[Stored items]
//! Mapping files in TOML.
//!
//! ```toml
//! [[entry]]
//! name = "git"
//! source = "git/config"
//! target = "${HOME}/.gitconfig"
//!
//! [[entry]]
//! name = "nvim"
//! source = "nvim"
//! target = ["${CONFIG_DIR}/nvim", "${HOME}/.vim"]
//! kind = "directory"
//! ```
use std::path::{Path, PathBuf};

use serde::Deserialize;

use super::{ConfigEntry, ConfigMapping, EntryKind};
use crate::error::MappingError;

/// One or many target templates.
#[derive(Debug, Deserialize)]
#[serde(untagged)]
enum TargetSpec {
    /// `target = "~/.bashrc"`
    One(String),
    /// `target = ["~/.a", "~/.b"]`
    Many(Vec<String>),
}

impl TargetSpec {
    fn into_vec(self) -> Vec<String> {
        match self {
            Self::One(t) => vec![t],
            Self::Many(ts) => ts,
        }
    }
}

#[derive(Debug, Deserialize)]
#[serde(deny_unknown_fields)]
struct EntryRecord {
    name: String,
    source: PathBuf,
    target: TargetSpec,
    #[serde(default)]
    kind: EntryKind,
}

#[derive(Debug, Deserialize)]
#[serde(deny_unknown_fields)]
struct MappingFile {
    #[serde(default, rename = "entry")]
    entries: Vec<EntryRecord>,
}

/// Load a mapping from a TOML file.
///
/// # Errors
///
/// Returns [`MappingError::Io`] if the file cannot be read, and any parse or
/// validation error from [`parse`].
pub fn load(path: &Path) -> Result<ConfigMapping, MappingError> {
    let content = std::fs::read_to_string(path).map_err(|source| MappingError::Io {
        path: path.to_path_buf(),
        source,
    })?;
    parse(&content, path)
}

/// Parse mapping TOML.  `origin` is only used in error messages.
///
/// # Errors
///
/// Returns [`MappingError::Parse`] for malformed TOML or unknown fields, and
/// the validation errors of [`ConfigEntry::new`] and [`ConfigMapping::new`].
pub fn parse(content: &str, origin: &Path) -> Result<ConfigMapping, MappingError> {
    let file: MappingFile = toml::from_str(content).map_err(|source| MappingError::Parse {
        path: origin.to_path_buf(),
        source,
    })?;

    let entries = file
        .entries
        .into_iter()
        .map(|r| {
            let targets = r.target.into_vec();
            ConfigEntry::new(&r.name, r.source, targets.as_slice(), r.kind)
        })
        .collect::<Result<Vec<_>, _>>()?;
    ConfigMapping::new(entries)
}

* Exercise aim: Each line above where the word "MappingError" occurs should be copied out.

* Task answer:
use crate::error::MappingError;
/// Returns [`MappingError::Io`] if the file cannot be read, and any parse or
pub fn load(path: &Path) -> Result<ConfigMapping, MappingError> {
    let content = std::fs::read_to_string(path).map_err(|source| MappingError::Io {
/// Returns [`MappingError::Parse`] for malformed TOML or unknown fields, and
pub fn parse(content: &str, origin: &Path) -> Result<ConfigMapping, MappingError> {
    let file: MappingFile = toml::from_str(content).map_err(|source| MappingError::Parse {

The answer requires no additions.